[Collected data]
//! HTTP header map with case-insensitive name lookup.
//!
//! HTTP headers are order-preserving and case-insensitive per [RFC 9110 §5].

use std::fmt;

/// A case-insensitive, multi-value HTTP header map.
///
/// Preserves insertion order and allows multiple values per header name,
/// matching the semantics of HTTP/1.1 header fields (RFC 9110 §5.3).
///
/// # Examples
///
/// ```
/// use ingress::http::Headers;
///
/// let mut headers = Headers::new();
/// headers.insert("Content-Type", "text/html; charset=utf-8");
/// headers.insert("Set-Cookie", "a=1");
/// headers.insert("Set-Cookie", "b=2");
///
/// assert_eq!(headers.get("content-type"), Some("text/html; charset=utf-8"));
/// let all: Vec<_> = headers.get_all("set-cookie").collect();
/// assert_eq!(all, vec!["a=1", "b=2"]);
/// ```
#[derive(Debug, Clone, Default, PartialEq, Eq)]
pub struct Headers {
    inner: Vec<(String, String)>,
}

impl Headers {
    /// Creates an empty header map.
    pub fn new() -> Self {
        Self::default()
    }

    /// Creates a header map with pre-allocated capacity for `capacity` entries.
    pub fn with_capacity(capacity: usize) -> Self {
        Self {
            inner: Vec::with_capacity(capacity),
        }
    }

    /// Appends a header entry. Multiple values for the same name are preserved.
    pub fn insert(&mut self, name: impl Into<String>, value: impl Into<String>) {
        self.inner.push((name.into(), value.into()));
    }

    /// Replaces every entry named `name` with a single entry.
    pub fn set(&mut self, name: impl Into<String>, value: impl Into<String>) {
        let name = name.into();
        self.remove(&name);
        self.inner.push((name, value.into()));
    }

    /// Returns the first value for the given header name (case-insensitive), or `None`.
    pub fn get(&self, name: &str) -> Option<&str> {
        self.inner
            .iter()
            .find(|(k, _)| k.eq_ignore_ascii_case(name))
            .map(|(_, v)| v.as_str())
    }

    /// Returns an iterator over all values for the given header name (case-insensitive).
    pub fn get_all<'a>(&'a self, name: &'a str) -> impl Iterator<Item = &'a str> + 'a {
        self.inner
            .iter()
            .filter(move |(k, _)| k.eq_ignore_ascii_case(name))
            .map(|(_, v)| v.as_str())
    }

    /// Returns every value for `name` joined with `", "`, or `None` if absent.
    pub fn get_joined(&self, name: &str) -> Option<String> {
        let values: Vec<&str> = self.get_all(name).collect();
        if values.is_empty() {
            None
        } else {
            Some(values.join(", "))
        }
    }

    /// Collapses the map to one entry per name.
    ///
    /// Names are lowercased; repeated values are joined with `", "` in arrival
    /// order. The position of a name is that of its first occurrence.
    pub fn merged(&self) -> Headers {
        let mut out = Headers::with_capacity(self.inner.len());
        for (name, value) in &self.inner {
            let name = name.to_ascii_lowercase();
            match out.inner.iter_mut().find(|(k, _)| *k == name) {
                Some((_, existing)) => {
                    existing.push_str(", ");
                    existing.push_str(value);
                }
                None => out.inner.push((name, value.clone())),
            }
        }
        out
    }

    /// Removes all entries with the given header name (case-insensitive).
    ///
    /// Returns `true` if any entries were removed.
    pub fn remove(&mut self, name: &str) -> bool {
        let before = self.inner.len();
        self.inner.retain(|(k, _)| !k.eq_ignore_ascii_case(name));
        self.inner.len() < before
    }

    /// Returns `true` if the map contains at least one entry with the given name.
    pub fn contains(&self, name: &str) -> bool {
        self.inner.iter().any(|(k, _)| k.eq_ignore_ascii_case(name))
    }

    /// Returns the total number of header entries (not unique names).
    pub fn len(&self) -> usize {
        self.inner.len()
    }

    /// Returns `true` if there are no header entries.
    pub fn is_empty(&self) -> bool {
        self.inner.is_empty()
    }

    /// Returns an iterator over all `(name, value)` pairs in insertion order.
    pub fn iter(&self) -> impl Iterator<Item = (&str, &str)> {
        self.inner.iter().map(|(k, v)| (k.as_str(), v.as_str()))
    }
}

impl<K, V> FromIterator<(K, V)> for Headers
where
    K: Into<String>,
    V: Into<String>,
{
    fn from_iter<I: IntoIterator<Item = (K, V)>>(iter: I) -> Self {
        Self {
            inner: iter
                .into_iter()
                .map(|(k, v)| (k.into(), v.into()))
                .collect(),
        }
    }
}

impl fmt::Display for Headers {
    fn fmt(&self, f: &mut fmt::Formatter<'_>) -> fmt::Result {
        for (name, value) in &self.inner {
            write!(f, "{name}: {value}\r\n")?;
        }
        Ok(())
    }
}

* **Exercise description**
Each line in the records above must be returned exactly as it stands.

* **Result**
//! HTTP header map with case-insensitive name lookup.
//!
//! HTTP headers are order-preserving and case-insensitive per [RFC 9110 §5].

use std::fmt;

/// A case-insensitive, multi-value HTTP header map.
///
/// Preserves insertion order and allows multiple values per header name,
/// matching the semantics of HTTP/1.1 header fields (RFC 9110 §5.3).
///
/// # Examples
///
/// ```
/// use ingress::http::Headers;
///
/// let mut headers = Headers::new();
/// headers.insert("Content-Type", "text/html; charset=utf-8");
/// headers.insert("Set-Cookie", "a=1");
/// headers.insert("Set-Cookie", "b=2");
///
/// assert_eq!(headers.get("content-type"), Some("text/html; charset=utf-8"));
/// let all: Vec<_> = headers.get_all("set-cookie").collect();
/// assert_eq!(all, vec!["a=1", "b=2"]);
/// ```
#[derive(Debug, Clone, Default, PartialEq, Eq)]
pub struct Headers {
    inner: Vec<(String, String)>,
}

impl Headers {
    /// Creates an empty header map.
    pub fn new() -> Self {
        Self::default()
    }

    /// Creates a header map with pre-allocated capacity for `capacity` entries.
    pub fn with_capacity(capacity: usize) -> Self {
        Self {
            inner: Vec::with_capacity(capacity),
        }
    }

    /// Appends a header entry. Multiple values for the same name are preserved.
    pub fn insert(&mut self, name: impl Into<String>, value: impl Into<String>) {
        self.inner.push((name.into(), value.into()));
    }

    /// Replaces every entry named `name` with a single entry.
    pub fn set(&mut self, name: impl Into<String>, value: impl Into<String>) {
        let name = name.into();
        self.remove(&name);
        self.inner.push((name, value.into()));
    }

    /// Returns the first value for the given header name (case-insensitive), or `None`.
    pub fn get(&self, name: &str) -> Option<&str> {
        self.inner
            .iter()
            .find(|(k, _)| k.eq_ignore_ascii_case(name))
            .map(|(_, v)| v.as_str())
    }

    /// Returns an iterator over all values for the given header name (case-insensitive).
    pub fn get_all<'a>(&'a self, name: &'a str) -> impl Iterator<Item = &'a str> + 'a {
        self.inner
            .iter()
            .filter(move |(k, _)| k.eq_ignore_ascii_case(name))
            .map(|(_, v)| v.as_str())
    }

    /// Returns every value for `name` joined with `", "`, or `None` if absent.
    pub fn get_joined(&self, name: &str) -> Option<String> {
        let values: Vec<&str> = self.get_all(name).collect();
        if values.is_empty() {
            None
        } else {
            Some(values.join(", "))
        }
    }

    /// Collapses the map to one entry per name.
    ///
    /// Names are lowercased; repeated values are joined with `", "` in arrival
    /// order. The position of a name is that of its first occurrence.
    pub fn merged(&self) -> Headers {
        let mut out = Headers::with_capacity(self.inner.len());
        for (name, value) in &self.inner {
            let name = name.to_ascii_lowercase();
            match out.inner.iter_mut().find(|(k, _)| *k == name) {
                Some((_, existing)) => {
                    existing.push_str(", ");
                    existing.push_str(value);
                }
                None => out.inner.push((name, value.clone())),
            }
        }
        out
    }

    /// Removes all entries with the given header name (case-insensitive).
    ///
    /// Returns `true` if any entries were removed.
    pub fn remove(&mut self, name: &str) -> bool {
        let before = self.inner.len();
        self.inner.retain(|(k, _)| !k.eq_ignore_ascii_case(name));
        self.inner.len() < before
    }

    /// Returns `true` if the map contains at least one entry with the given name.
    pub fn contains(&self, name: &str) -> bool {
        self.inner.iter().any(|(k, _)| k.eq_ignore_ascii_case(name))
    }

    /// Returns the total number of header entries (not unique names).
    pub fn len(&self) -> usize {
        self.inner.len()
    }

    /// Returns `true` if there are no header entries.
    pub fn is_empty(&self) -> bool {
        self.inner.is_empty()
    }

    /// Returns an iterator over all `(name, value)` pairs in insertion order.
    pub fn iter(&self) -> impl Iterator<Item = (&str, &str)> {
        self.inner.iter().map(|(k, v)| (k.as_str(), v.as_str()))
    }
}

impl<K, V> FromIterator<(K, V)> for Headers
where
    K: Into<String>,
    V: Into<String>,
{
    fn from_iter<I: IntoIterator<Item = (K, V)>>(iter: I) -> Self {
        Self {
            inner: iter
                .into_iter()
                .map(|(k, v)| (k.into(), v.into()))
                .collect(),
        }
    }
}

impl fmt::Display for Headers {
    fn fmt(&self, f: &mut fmt::Formatter<'_>) -> fmt::Result {
        for (name, value) in &self.inner {
            write!(f, "{name}: {value}\r\n")?;
        }
        Ok(())
    }
}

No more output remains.